That's a bit hard to understand, honestly..and I'm at least somewhat familiar with the things you're referencing.
We do try to keep our analysis somewhat grounded in what we can know, especially at the beginning when things are more new and intense.
Some points of contention:
I'm unsure whether parallels can be drawn between Tiamat's children and the Nephilim.. Even if the cultures they came from arose in the same region, the similarity seems pretty tenuous.
(2025-01-17 16:27)Nyqeth Wrote: The spiritual stories tie to psychological influences of therianthropy as a symbolic practice for proper survival states of mind (etc), these psychological versions are facts, the spiritual versions haven't been proven yet.
I will note that the idea of therianthropy being "a symbolic practice for proper survival states of mind" isn't actually considered a fact. The idea has been suggested in the past, and I believe it was discussed here on the forum some time ago as one possible explanation for the expression of animal behavior and instincts in therians, but it is far from proven. Generally speaking, there has been relatively little academic research published thus far about therianthropy, and even less settled theories for psychological origination....though many of us have ideas (One prevalent view in academia is to view it as neurodiversity; Clegg and Gerbasi's research groups concluded that, but I don't believe they gave specifics on why it would develop). We just don't know much about the phenomena with any real certainty.
If you take a look around our forum you'll find a lot of interesting debates over ideas from our older members further back.
For the things about common ancestry and heredity (at least, from what I remember learning years ago..):
The survival behaviors and features most animals display were developed and/or specialized by those species(within their local branches) in response to prolonged environmental pressures that promoted the genetic expression of most-beneficial (or least-hindering) traits. Lineages with those specific traits were more likely to survive, reproduce successfully, and outcompete other lineages. The traits that we often attribute to specific species weren't all just primordially-extant traits inherited from a single common ancestor..The further you branch away from that ancestor the less of their original traits are retained..or at the very least, the less recognizable they are to their original form.
Because of this dynamic adaptation and distancing over time, all of the species are individully specialized to survive in their (and often only their) specific environment...that's why giant pandas became endangered instead of just switching to another food source when their environment was disrupted. There are exceptions of course...coyotes and foxes are extremely adaptable across environment types and temperatures.

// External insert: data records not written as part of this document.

//! The resolution engine instance
//!
//! A [`ParamGen`] owns one parameter database (DPD) in canonical tree form,
//! together with the configuration used to reduce it.

use std::fs::File;
use std::io::{BufWriter, Read, Write};
use std::path::Path;

use rayon::prelude::*;
use tracing::debug;

use crate::append::append;
use crate::config::ParamGenConfig;
use crate::environment::Environment;
use crate::error::Result;
use crate::reduce::reduce;
use crate::tree::Group;
use crate::writer::namelist;

/// A parameter database together with its reduction options.
///
/// # Examples
///
/// ```
/// use paramgen_rs::environment::SimpleEnvironment;
/// use paramgen_rs::ParamGen;
///
/// let pg = ParamGen::from_json(r#"{
///     "days_per_year": 365,
///     "ice_ic": {
///         "$ICE_GRID .startswith(\"gx1v\")": "b.e15.B1850G.f09_g16.pi_control.25.cice.r.0041-01-01-00000.nc",
///         "else": "default"
///     }
/// }"#).unwrap();
///
/// let env = SimpleEnvironment::new().with("ICE_GRID", "gx1v6");
/// let reduced = pg.reduce(&env).unwrap();
/// assert_eq!(reduced["days_per_year"].as_scalar().unwrap().as_i64(), Some(365));
/// ```
#[derive(Debug, Clone, Default, PartialEq)]
pub struct ParamGen {
    data: Group,
    config: ParamGenConfig,
}

impl ParamGen {
    /// Create an engine over `data` with the default configuration
    pub fn new(data: Group) -> Self {
        Self::with_config(data, ParamGenConfig::default())
    }

    /// Create an engine over `data` with an explicit configuration
    pub fn with_config(data: Group, config: ParamGenConfig) -> Self {
        Self { data, config }
    }

    /// Build an engine from a JSON document whose root is an object
    pub fn from_json(json: &str) -> Result<Self> {
        let data: Group = serde_json::from_str(json)?;
        Ok(Self::new(data))
    }

    /// Load an engine from a JSON file whose root is an object
    pub fn load_json<P: AsRef<Path>>(path: P) -> Result<Self> {
        let mut file = File::open(path)?;
        let mut contents = String::new();
        file.read_to_string(&mut contents)?;

        Self::from_json(&contents)
    }

    /// The owned parameter database
    pub fn data(&self) -> &Group {
        &self.data
    }

    /// The reduction options
    pub fn config(&self) -> &ParamGenConfig {
        &self.config
    }

    /// Mutable access to the reduction options
    pub fn config_mut(&mut self) -> &mut ParamGenConfig {
        &mut self.config
    }

    /// Reduce the database against `env`, returning a new tree
    pub fn reduce<E: Environment + ?Sized>(&self, env: &E) -> Result<Group> {
        reduce(&self.data, env, self.config.match_policy)
    }

    /// Replace the database with its reduction.
    ///
    /// On error the database is left unchanged.
    pub fn reduce_in_place<E: Environment + ?Sized>(&mut self, env: &E) -> Result<()> {
        self.data = self.reduce(env)?;
        Ok(())
    }

    /// Reduce the database against each environment concurrently.
    ///
    /// Results are returned in the order of `envs`. If any reduction fails,
    /// the error of the earliest failing environment is returned.
    pub fn reduce_all<E: Environment + Sync>(&self, envs: &[E]) -> Result<Vec<Group>> {
        debug!(environments = envs.len(), "reducing against several environments");

        let results: Vec<Result<Group>> = envs.par_iter().map(|env| self.reduce(env)).collect();
        results.into_iter().collect()
    }

    /// Merge another database into this one; see [`crate::append::append`]
    pub fn append(&mut self, other: &ParamGen) -> Result<()> {
        append(&mut self.data, &other.data)
    }

    /// The database as pretty-printed JSON
    pub fn to_json(&self) -> Result<String> {
        let json = serde_json::to_string_pretty(&self.data)?;
        Ok(json)
    }

    /// Save the database as pretty-printed JSON
    pub fn save_json<P: AsRef<Path>>(&self, path: P) -> Result<()> {
        let mut writer = BufWriter::new(File::create(path)?);
        serde_json::to_writer_pretty(&mut writer, &self.data)?;
        writer.flush()?;
        Ok(())
    }

    /// Render the (already reduced) database as Fortran namelists
    pub fn write_namelist<W: Write>(&self, out: &mut W) -> Result<()> {
        namelist::write_namelist(&self.data, out)
    }
}

impl From<Group> for ParamGen {
    fn from(data: Group) -> Self {
        Self::new(data)
    }
}
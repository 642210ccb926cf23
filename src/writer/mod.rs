//! Output writers for reduced parameter trees.

pub mod namelist;

pub use namelist::{to_namelist_string, write_namelist};
//! Tree nodes and groups
//!
//! A [`Node`] is either a scalar leaf or a [`Group`], an insertion-ordered map
//! from keys to nodes. Keys are parameter names or guard expressions; which
//! one is decided per group during reduction (see [`crate::guard`]).

use indexmap::IndexMap;
use serde::{Deserialize, Serialize};

use super::scalar::Scalar;

/// An ordered mapping from keys to nodes
///
/// Insertion order is significant: it is the document order used to break
/// ties between guards and to lay out appended entries.
pub type Group = IndexMap<String, Node>;

/// The recursive unit of the parameter tree
#[derive(Debug, Clone, PartialEq, Serialize, Deserialize)]
#[serde(untagged)]
pub enum Node {
    /// A typed leaf value or formula
    Scalar(Scalar),

    /// A nested mapping
    Group(Group),
}

impl Node {
    /// The typed absence value
    pub fn null() -> Self {
        Node::Scalar(Scalar::Null)
    }

    /// Check whether this node is the typed absence value
    pub fn is_null(&self) -> bool {
        matches!(self, Node::Scalar(Scalar::Null))
    }

    /// Get the scalar, if this node is a leaf
    pub fn as_scalar(&self) -> Option<&Scalar> {
        match self {
            Node::Scalar(scalar) => Some(scalar),
            Node::Group(_) => None,
        }
    }

    /// Get the group, if this node is one
    pub fn as_group(&self) -> Option<&Group> {
        match self {
            Node::Group(group) => Some(group),
            Node::Scalar(_) => None,
        }
    }

    /// Get a mutable reference to the group, if this node is one
    pub fn as_group_mut(&mut self) -> Option<&mut Group> {
        match self {
            Node::Group(group) => Some(group),
            Node::Scalar(_) => None,
        }
    }

    /// Follow a `/`-separated path of keys from this node
    ///
    /// # Examples
    ///
    /// ```
    /// use paramgen_rs::tree::{Node, Scalar};
    ///
    /// let node: Node = serde_json::from_str(r#"{"ice": {"ice_ic": "b.nc"}}"#).unwrap();
    /// assert_eq!(
    ///     node.lookup("ice/ice_ic").and_then(Node::as_scalar),
    ///     Some(&Scalar::from("b.nc"))
    /// );
    /// assert!(node.lookup("ice/missing").is_none());
    /// ```
    pub fn lookup(&self, path: &str) -> Option<&Node> {
        path.split('/')
            .filter(|segment| !segment.is_empty())
            .try_fold(self, |node, segment| node.as_group()?.get(segment))
    }
}

impl From<Scalar> for Node {
    fn from(value: Scalar) -> Self {
        Node::Scalar(value)
    }
}

impl From<Group> for Node {
    fn from(value: Group) -> Self {
        Node::Group(value)
    }
}

impl From<bool> for Node {
    fn from(value: bool) -> Self {
        Node::Scalar(value.into())
    }
}

impl From<i64> for Node {
    fn from(value: i64) -> Self {
        Node::Scalar(value.into())
    }
}

impl From<i32> for Node {
    fn from(value: i32) -> Self {
        Node::Scalar(value.into())
    }
}

impl From<f64> for Node {
    fn from(value: f64) -> Self {
        Node::Scalar(value.into())
    }
}

impl From<&str> for Node {
    fn from(value: &str) -> Self {
        Node::Scalar(value.into())
    }
}

impl From<String> for Node {
    fn from(value: String) -> Self {
        Node::Scalar(value.into())
    }
}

So, following this..while humans might share a lot of their genetic code with wolves, they diverged so far back from a common ancestor with what evolved into Canidae that they wouldn't share many traits and the way they have specialized into their environment is completely different from the path primates took to survive. Same with fish, avians, insects, etc. An alternative view of this could be that, for the aspects humans do share with wolves, both developed those independently because they were the most-likely endpoint in the development of cognitive features in many animals (i.e. why the ability to experience depression is often observed in many animals and why play behavior appears to be wide-spread across numerous species).